### [TASK REQUIREMENTS]
For each line below that contains the word "handlers", make a copy.
┌────────
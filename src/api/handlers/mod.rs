//! REST endpoint handlers organized by resource.

pub mod events;
pub mod queue;
pub mod system;
pub mod templates;
pub mod weights;

use axum::Router;

use crate::app_state::AppState;

/// Composes all resource routes under `/api/v1`.
pub fn routes() -> Router<AppState> {
    Router::new()
        .merge(events::routes())
        .merge(queue::routes())
        .merge(weights::routes())
        .merge(templates::routes())
}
└────────
### [FINAL ANSWER]
filename src/api/handlers/mod.rs
//! REST endpoint handlers organized by resource.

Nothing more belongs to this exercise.